Salı, 05 Kasım, 2024
İstanbul Finans Merkezi (İFM) ile Türkiye, katılım bankacılığı alanında dünya merkezi olmayı hedefliyor. İstanbul, tarihte de geniş Osmanlı coğrafyasını kapsayan önemli bir finans merkeziydi.
O dönemin hem finansmana erişim hem de girişimciyi korumak açısından en önemli kurumlarından biri de Osmanlı para vakıflarıydı. 16. yüzyılda İstanbul’da kurulan para vakıflarının nakit yekûnu 13 milyon 253 bin 736 akçeydi.
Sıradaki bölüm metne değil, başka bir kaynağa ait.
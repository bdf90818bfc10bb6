//! Ellipsometric angles from the coherent system matrices of both polarizations.

use log::info;
use nalgebra::Complex;
use ndarray::Array1;

use crate::interface;
use crate::result::Ellipsometry;
use crate::settings::Polarization;
use crate::stack::EffectiveStack;
use crate::system::field_system;

#[cfg(test)]
mod tests {
    use super::*;

    #[test]
    fn equal_ratios_give_45_degrees() {
        let rho = Complex::new(0.3, 0.1);
        let (psi, delta) = angles(rho, rho);
        assert!((psi - 45.0).abs() < 1e-12);
        assert!((delta.abs() - 180.0).abs() < 1e-12);
    }

    #[test]
    fn bare_substrate_at_normal_incidence() {
        // r_p = -r_s for the p-axis convention at normal incidence
        let rs = Complex::new(-0.2, 0.0);
        let (psi, delta) = angles(-rs, rs);
        assert!((psi - 45.0).abs() < 1e-12);
        assert!(delta.abs() < 1e-12);
    }
}

/// Ψ and Δ in degrees from the reflection ratios ρ = S10/S00 of both polarizations.
pub fn angles(rho_p: Complex<f64>, rho_s: Complex<f64>) -> (f64, f64) {
    let ratio = rho_p / rho_s;
    (ratio.norm().atan().to_degrees(), (-ratio).arg().to_degrees())
}

/// Computes Ψ and Δ without touching the stack's stored interfaces.
pub fn ellipsometry(stack: &EffectiveStack, fresnel_model: bool) -> Ellipsometry {
    info!("calculating ellipsometric angles...");
    let rho = |pol| {
        let set = interface::build(stack, pol, fresnel_model);
        (0..stack.wavelength.len())
            .map(|w| {
                let s = field_system(stack, &set, w);
                s[(1, 0)] / s[(0, 0)]
            })
            .collect::<Vec<_>>()
    };
    let rs = rho(Polarization::S);
    let rp = rho(Polarization::P);
    let (psi, delta): (Vec<f64>, Vec<f64>) = rp.iter().zip(&rs).map(|(&p, &s)| angles(p, s)).unzip();
    Ellipsometry {
        psi: Array1::from(psi),
        delta: Array1::from(delta),
    }
}
use log::info;
use std::path::Path;
use std::time::Instant;

use crate::errors::Result;
use crate::layer::StackDefinition;
use crate::material::CriProvider;
use crate::optics::Optics;
use crate::output;
use crate::reference::References;
use crate::result::OpticsResult;
use crate::settings::Settings;
use crate::spectrum::Spectrum;
use crate::stack::StackAssembler;

/// A single simulation: one user stack, one set of settings.
#[derive(Debug, Clone)]
pub struct Simulation {
    pub definition: StackDefinition,
    pub settings: Settings,
    pub result: Option<OpticsResult>,
}

impl Simulation {
    pub fn new(definition: StackDefinition, settings: Settings) -> Self {
        Self {
            definition,
            settings,
            result: None,
        }
    }

    /// Assembles a fresh stack and runs the configured calculations on it.
    pub fn run(&mut self, provider: &dyn CriProvider) -> Result<&OpticsResult> {
        let start = Instant::now();
        let stack = StackAssembler::new(&self.settings, provider).assemble(&self.definition)?;
        info!("stack assembled in {:.3} s", start.elapsed().as_secs_f64());

        let grid = &stack.wavelength;
        let scale = self.settings.intensity_scale();
        let spectrum = match &self.settings.spectrum {
            Some(path) => Spectrum::from_file(path, grid, scale)?,
            None => Spectrum::flat(grid, scale),
        };
        let references = References::load(&self.settings.references, grid)?;

        let mut optics = Optics::new(stack, &self.settings, spectrum, references);
        optics.run(&self.settings.calculations)?;
        Ok(self.result.insert(optics.into_result()))
    }

    /// Writes the result files into `dir`. Does nothing before [`Simulation::run`].
    pub fn writeup(&self, dir: &Path) -> Result<()> {
        match &self.result {
            Some(result) => output::writeup(dir, result),
            None => Ok(()),
        }
    }

    pub fn print_stats(&self) {
        if let Some(result) = &self.result {
            println!("{}", result.scalars);
            for layer in &result.layer_scalars {
                println!("  {layer}");
            }
        }
    }
}
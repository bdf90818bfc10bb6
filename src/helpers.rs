//! Numeric helpers shared by the assembler and the optics engine.

use nalgebra::Complex;
use ndarray::{s, Array1, Array2, ArrayView1, Axis};

use crate::config::MAX_EXPONENT;

#[cfg(test)]
mod tests {
    use super::*;
    use std::f64::consts::PI;

    #[test]
    fn test_trapz() {
        // integral of sin(x) from 0 to pi
        let x = Array1::linspace(0.0, PI, 1000);
        let y = x.mapv(f64::sin);
        let result = trapz(y.view(), x.view());
        assert!((result - 2.0).abs() < 1e-5, "result: {}", result);

        // integral of x sin(x) from 0 to pi
        let y = &x * &x.mapv(f64::sin);
        let result = trapz(y.view(), x.view());
        assert!((result - PI).abs() < 1e-5, "result: {}", result);
    }

    #[test]
    fn trapz_single_point_is_zero() {
        let x = Array1::from(vec![3.0]);
        assert_eq!(trapz(x.view(), x.view()), 0.0);
    }

    #[test]
    fn depth_integration_per_wavelength() {
        let x = Array1::linspace(0.0, 2.0, 21);
        let mut a = Array2::zeros((21, 2));
        a.column_mut(0).fill(1.0);
        a.column_mut(1).assign(&x);
        let result = trapz_depth(&a, &x);
        assert!((result[0] - 2.0).abs() < 1e-12);
        assert!((result[1] - 2.0).abs() < 1e-12);
    }

    #[test]
    fn grid_includes_end() {
        let grid = wavelength_grid(300.0, 310.0, 5.0);
        assert_eq!(grid.to_vec(), vec![300.0, 305.0, 310.0]);
        let grid = wavelength_grid(400.0, 400.0, 5.0);
        assert_eq!(grid.to_vec(), vec![400.0]);
    }

    #[test]
    fn clamped_interpolation() {
        let xp = [1.0, 2.0, 4.0];
        let fp = [10.0, 20.0, 0.0];
        assert_eq!(interp_clamped(0.0, &xp, &fp), 10.0);
        assert_eq!(interp_clamped(1.5, &xp, &fp), 15.0);
        assert_eq!(interp_clamped(3.0, &xp, &fp), 10.0);
        assert_eq!(interp_clamped(9.0, &xp, &fp), 0.0);
        assert!(interp_or_nan(9.0, &xp, &fp).is_nan());
        assert_eq!(interp_or_nan(4.0, &xp, &fp), 0.0);
    }

    #[test]
    fn resample_rejects_short_coverage() {
        let xp = [400.0, 500.0, 600.0];
        let fp = [1.0, 2.0, 3.0];
        let inside = Array1::from(vec![400.0, 450.0, 600.0]);
        let outside = Array1::from(vec![350.0, 450.0]);
        assert_eq!(resample(&xp, &fp, &inside).unwrap().to_vec(), vec![1.0, 1.5, 3.0]);
        assert!(resample(&xp, &fp, &outside).is_none());
    }

    #[test]
    fn exponent_is_bounded() {
        let z = bounded_exp(Complex::new(5000.0, 0.3));
        assert!(z.norm().is_finite());
        let z = bounded_exp(Complex::new(-5000.0, 0.3));
        assert_eq!(z.norm(), 0.0);
    }
}

/// Trapezoidal integral of `y` sampled at `x`.
pub fn trapz(y: ArrayView1<f64>, x: ArrayView1<f64>) -> f64 {
    if x.len() < 2 {
        return 0.0;
    }
    let dx = &x.slice(s![1..]) - &x.slice(s![..-1]);
    let y_avg = (&y.slice(s![1..]) + &y.slice(s![..-1])) / 2.0;
    (dx * y_avg).sum()
}

/// Integrates a depth x wavelength array over depth, one value per wavelength.
pub fn trapz_depth(values: &Array2<f64>, x: &Array1<f64>) -> Array1<f64> {
    values.map_axis(Axis(0), |lane| trapz(lane, x.view()))
}

/// Integrates a depth x wavelength array over wavelength, one value per depth node.
pub fn trapz_wavelength(values: &Array2<f64>, wavelength: &Array1<f64>) -> Array1<f64> {
    values.map_axis(Axis(1), |lane| trapz(lane, wavelength.view()))
}

/// Mean of a spectrum over the wavelength grid. A single-point grid returns the value itself.
pub fn spectral_mean(y: &Array1<f64>, wavelength: &Array1<f64>) -> f64 {
    let span = match (wavelength.first(), wavelength.last()) {
        (Some(first), Some(last)) if last > first => last - first,
        _ => return y.first().copied().unwrap_or(0.0),
    };
    trapz(y.view(), wavelength.view()) / span
}

/// Wavelength grid from `start` to `end` inclusive with spacing `step`.
pub fn wavelength_grid(start: f64, end: f64, step: f64) -> Array1<f64> {
    let count = ((end - start) / step + 1e-9).floor() as usize + 1;
    Array1::from_iter((0..count).map(|i| start + i as f64 * step))
}

/// Index of the last sample in ascending `xp` that is not above `x`.
fn bracket(x: f64, xp: &[f64]) -> usize {
    match xp.partition_point(|&v| v <= x) {
        0 => 0,
        i => (i - 1).min(xp.len().saturating_sub(2)),
    }
}

fn lerp(x: f64, xp: &[f64], fp: &[f64]) -> f64 {
    if xp.len() == 1 {
        return fp[0];
    }
    let i = bracket(x, xp);
    let (x0, x1) = (xp[i], xp[i + 1]);
    if x1 == x0 {
        return fp[i];
    }
    fp[i] + (fp[i + 1] - fp[i]) * (x - x0) / (x1 - x0)
}

/// Linear interpolation on ascending `xp`, holding the end values outside the range.
pub fn interp_clamped(x: f64, xp: &[f64], fp: &[f64]) -> f64 {
    match (xp.first(), xp.last()) {
        (Some(&first), _) if x <= first => fp[0],
        (_, Some(&last)) if x >= last => fp[fp.len() - 1],
        (Some(_), Some(_)) => lerp(x, xp, fp),
        _ => f64::NAN,
    }
}

/// Linear interpolation on ascending `xp`, NaN outside the range.
pub fn interp_or_nan(x: f64, xp: &[f64], fp: &[f64]) -> f64 {
    match (xp.first(), xp.last()) {
        (Some(&first), Some(&last)) if x >= first && x <= last => lerp(x, xp, fp),
        _ => f64::NAN,
    }
}

/// Resamples `(xp, fp)` onto `grid`. Returns `None` if the grid leaves the data range.
pub fn resample(xp: &[f64], fp: &[f64], grid: &Array1<f64>) -> Option<Array1<f64>> {
    let values = grid.mapv(|x| interp_or_nan(x, xp, fp));
    if values.iter().any(|v| v.is_nan()) {
        None
    } else {
        Some(values)
    }
}

/// Sorts paired samples by abscissa.
pub fn sort_by_abscissa(x: Vec<f64>, y: Vec<f64>) -> (Vec<f64>, Vec<f64>) {
    let mut pairs: Vec<(f64, f64)> = x.into_iter().zip(y).collect();
    pairs.sort_by(|a, b| a.0.total_cmp(&b.0));
    pairs.into_iter().unzip()
}

/// Complex exponential with the real part of the exponent capped at [`MAX_EXPONENT`].
pub fn bounded_exp(z: Complex<f64>) -> Complex<f64> {
    Complex::new(z.re.min(MAX_EXPONENT), z.im).exp()
}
HABER: SÜMEYRA YARIŞ TOPAL
Son yıllarda 4 trilyon dolarlık büyüklüğe ulaşan katılım bankacılığının, 2026 yılında 5.9 trilyon dolarlık bir hacme erişmesi öngörülüyor. Bu sayede dünya katılım bankacılığını yeni ve etkin bir finansman modeli olarak daha çok yaygınlaştıran Türkiye de bu alanda önemli bir adım attı. İstanbul Finans Merkezi’nin (İFM) ilk etabının açılmasıyla katılım bankacılığı özel bir alan olarak belirlendi. Katılım bankacılığının kaynaklarını Türkiye’ye çekerek, İstanbul’u katılım bankacılığı merkezi haline getirmesi öngörülen İFM’nin bu misyonu tarihten geliyor.
ESNAFIN ZARARI İÇİN
Osmanlı toplumuna özgü bir finansman modeli olarak ortaya çıkan para vakıfları, 15. yüzyıldan itibaren paraya ihtiyaç duyan herkes için önemli bir kaynaktı. Aynı zamanda esnafın zararlarını da karşılayan para vakıflarının ilkine Şer’iyye mahkemesi sicillerine göre 1423 yılında rastlanıyor. Bu dönem, Fatih Sultan Mehmet zamanına denk geliyor. Ayrıca bu vakıflar arasında İstanbul’a et temin eden kasapların zararlarını karşılamak amacıyla bir fon şeklinde oluşturulan para vakfı da vardı. Marmara Üniversitesi Öğretim Üyesi Prof. Dr. Tahsin Özcan’dan alınan bilgilere göre, 16. yüzyılda İstanbul’da kurulan para vakıflarının nakit yekûnu 13 milyon 253 bin 736 akçeydi.
İHTİYAÇ SONUCU
Para vakıfları, Osmanlı toplumunda bir ihtiyaç sonucu doğdu. Zira o yıllarda halkın finansman ihtiyacını karşılayacak bir kurum yoktu. Bunun üzerine harekete geçen Osmanlı uleması, para vakıflarının işletilmesine cevaz vererek, toplumda borç alma işini kurumsallaştırdı. Sermayeye ulaşmak isteyenler için tefecilerden borç alındığı takdirde yüzde 40-50 oranında faiz işliyordu. Bu, hem İslam toplumunda caiz değildi hem de ödeme güçlükleri neticesinde toplumsal sorunlar ortaya çıkabiliyordu. Para vakıfları ise faiz değil, hizmet bedeli belirliyor ve bu oran yüzde 20’yi aşmıyordu.
NASIL İŞLİYORDU?
Sermayeye ihtiyaç duyan herhangi bir kişi, istediği miktarda parayı vadeli olarak vakıftan alıyordu. Buna mukabil herhangi bir mal, verilen paranın muamele oranı kadar bir bedelle ve aynı vadede vakıftan para talebinde bulunan kişiye satılıyordu. Bu satışta belirlenen muamele oranı, borç miktarının devlet tarafından tespit edilen yüzdesinden fazla olamazdı.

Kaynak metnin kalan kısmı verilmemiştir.